The normal resumption of activities was expected this summer. But the entry into force on May 31 of a cap on expenses eligible for the tax credit would dissuade major American studios from doing business in Quebec. Job losses suffered during strikes risk becoming permanent, it is feared. Worse: the Quebec Cinema and Television Bureau (BCTQ) estimates that the sector could experience other job cuts this summer if Quebec maintains the limit of expenses eligible for the tax credit at 65%. Of the approximately 8,037 jobs in the sector in 2022 in Quebec, only 2,623 could remain next August, according to the BCTQ.

In the near future, businesses could leave Montreal. It is also argued that a portion of workers, whose average salary is estimated at $82,000, will be forced to emigrate.

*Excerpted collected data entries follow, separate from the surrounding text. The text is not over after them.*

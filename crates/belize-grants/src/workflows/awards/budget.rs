use serde::{Deserialize, Serialize};

use super::category::AwardCategory;
use super::limits::{get_limits, AwardLimits, CoFinancingRange};

/// Amounts entered on the budget step, in BZD.
///
/// Values are taken as entered; negative or non-finite figures are tolerated
/// here and rejected by the range checks.
#[derive(Debug, Clone, Copy, PartialEq, Default, Serialize, Deserialize)]
pub struct BudgetFigures {
    pub requested_amount: f64,
    pub co_financing_amount: f64,
}

impl BudgetFigures {
    pub fn new(requested_amount: f64, co_financing_amount: f64) -> Self {
        Self {
            requested_amount,
            co_financing_amount,
        }
    }

    pub fn total_project_cost(&self) -> f64 {
        sanitize(self.requested_amount) + sanitize(self.co_financing_amount)
    }

    /// Co-financing share of total project cost, 0 when the total is 0.
    pub fn co_financing_pct(&self) -> f64 {
        let total = self.total_project_cost();
        if total == 0.0 {
            return 0.0;
        }
        sanitize(self.co_financing_amount) * 100.0 / total
    }

    fn is_valid(&self) -> bool {
        is_valid_amount(self.requested_amount) && is_valid_amount(self.co_financing_amount)
    }
}

/// Outcome of checking budget figures against a category's limits.
#[derive(Debug, Clone, Copy, PartialEq, Serialize, Deserialize)]
pub struct BudgetEvaluation {
    pub within_funding_range: bool,
    pub within_co_financing_range: bool,
    pub co_financing_pct: f64,
}

impl BudgetEvaluation {
    pub fn is_eligible(&self) -> bool {
        self.within_funding_range && self.within_co_financing_range
    }

    /// Percentage rounded to one decimal, for display only.
    pub fn display_co_financing_pct(&self) -> f64 {
        (self.co_financing_pct * 10.0).round() / 10.0
    }
}

pub fn evaluate_budget(category: Option<AwardCategory>, figures: &BudgetFigures) -> BudgetEvaluation {
    let limits = get_limits(category);
    let co_financing_pct = figures.co_financing_pct();

    let within_funding_range = category.is_none()
        || (is_valid_amount(figures.requested_amount)
            && limits.amount_within(figures.requested_amount));

    let within_co_financing_range = match limits.co_financing {
        None => true,
        Some(range) => {
            figures.is_valid()
                && (figures.total_project_cost() == 0.0 || range.contains(co_financing_pct))
        }
    };

    BudgetEvaluation {
        within_funding_range,
        within_co_financing_range,
        co_financing_pct,
    }
}

pub fn evaluate_duration(category: Option<AwardCategory>, duration_months: f64) -> bool {
    let limits = get_limits(category);
    if category.is_none() || limits.max_duration_months.is_none() {
        return true;
    }
    is_valid_amount(duration_months) && limits.duration_within(duration_months)
}

/// A single reason the figures fall outside a category's policy.
#[derive(Debug, Clone, PartialEq, Serialize, Deserialize)]
pub enum EligibilityIssue {
    FundingOutOfRange {
        category: AwardCategory,
        min_amount: f64,
        max_amount: Option<f64>,
        requested_amount: f64,
    },
    CoFinancingOutOfRange {
        category: AwardCategory,
        range: CoFinancingRange,
        actual_pct: f64,
    },
    DurationTooLong {
        category: AwardCategory,
        max_months: u32,
        requested_months: f64,
    },
}

impl EligibilityIssue {
    pub fn summary(&self) -> String {
        match self {
            EligibilityIssue::FundingOutOfRange {
                category,
                min_amount,
                max_amount,
                ..
            } => match max_amount {
                Some(max) => format!(
                    "{} requests must be between {} and {}",
                    category.label(),
                    format_bzd(*min_amount),
                    format_bzd(*max)
                ),
                None => format!(
                    "{} requests must be at least {}",
                    category.label(),
                    format_bzd(*min_amount)
                ),
            },
            EligibilityIssue::CoFinancingOutOfRange {
                category,
                range,
                actual_pct,
            } => format!(
                "{} require co-financing between {:.0}% and {:.0}% of total project cost (currently {:.1}%)",
                category.label(),
                range.min_pct,
                range.max_pct,
                (actual_pct * 10.0).round() / 10.0
            ),
            EligibilityIssue::DurationTooLong {
                category,
                max_months,
                ..
            } => format!(
                "{} projects may not run longer than {} months",
                category.label(),
                max_months
            ),
        }
    }
}

/// Every policy breach for the given figures, in funding, co-financing, duration order.
pub fn assess(
    category: Option<AwardCategory>,
    figures: &BudgetFigures,
    duration_months: Option<f64>,
) -> Vec<EligibilityIssue> {
    let Some(category) = category else {
        return Vec::new();
    };
    let limits: AwardLimits = get_limits(Some(category));
    let evaluation = evaluate_budget(Some(category), figures);
    let mut issues = Vec::new();

    if !evaluation.within_funding_range {
        issues.push(EligibilityIssue::FundingOutOfRange {
            category,
            min_amount: limits.min_amount,
            max_amount: limits.max_amount,
            requested_amount: figures.requested_amount,
        });
    }

    if let (false, Some(range)) = (evaluation.within_co_financing_range, limits.co_financing) {
        issues.push(EligibilityIssue::CoFinancingOutOfRange {
            category,
            range,
            actual_pct: evaluation.co_financing_pct,
        });
    }

    if let (Some(months), Some(max_months)) = (duration_months, limits.max_duration_months) {
        if !evaluate_duration(Some(category), months) {
            issues.push(EligibilityIssue::DurationTooLong {
                category,
                max_months,
                requested_months: months,
            });
        }
    }

    issues
}

/// Render an amount as `BZD 150,000.01`.
pub fn format_bzd(amount: f64) -> String {
    let cents = (sanitize(amount) * 100.0).round() as u64;
    let whole = (cents / 100).to_string();
    let mut grouped = String::with_capacity(whole.len() + whole.len() / 3);
    for (index, digit) in whole.chars().enumerate() {
        if index > 0 && (whole.len() - index) % 3 == 0 {
            grouped.push(',');
        }
        grouped.push(digit);
    }
    format!("BZD {grouped}.{:02}", cents % 100)
}

fn is_valid_amount(value: f64) -> bool {
    value.is_finite() && value >= 0.0
}

fn sanitize(value: f64) -> f64 {
    if is_valid_amount(value) {
        value
    } else {
        0.0
    }
}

“Disney, Apple, Netflix, Amazon and all the others are all telling us the same thing: Quebec is no longer an option because of this new measure. The government is convinced that Quebec still is, wrongly, because the opinion of the major clients is completely different,” underlines Véronique Tassart, Director of Integration of Mergers and Acquisitions for Cinesite.

Quebec stays the course

In its last budget, presented in March, the Legault government changed the terms of the tax credit for audiovisual sectors. For foreign filming, on the contrary, the tax credit increased from 20 to 25%, which was well received. In video games, on the other hand, changes which should come into force in 2025 could also jeopardize jobs, especially in small companies, as reported The dutyTuesday.

“It is a responsible choice: while aid to [effets visuels et à l’animation] was disproportionate, those for filming and Quebec cinema were insufficient. Furthermore, let us remember that our support for the industry remains very competitive compared to other jurisdictions,” the office of Finance Minister Eric Girard reiterated by email on Wednesday.

The Legault government says it has decided to restrict the tax credit for the visual effects and animation sector following a consultation conducted last year. “During this consultation, several mentioned the significant cost of these credits, their ineffectiveness, the insufficient benefits and the current context of labor shortage to justify significant changes,” it was noted.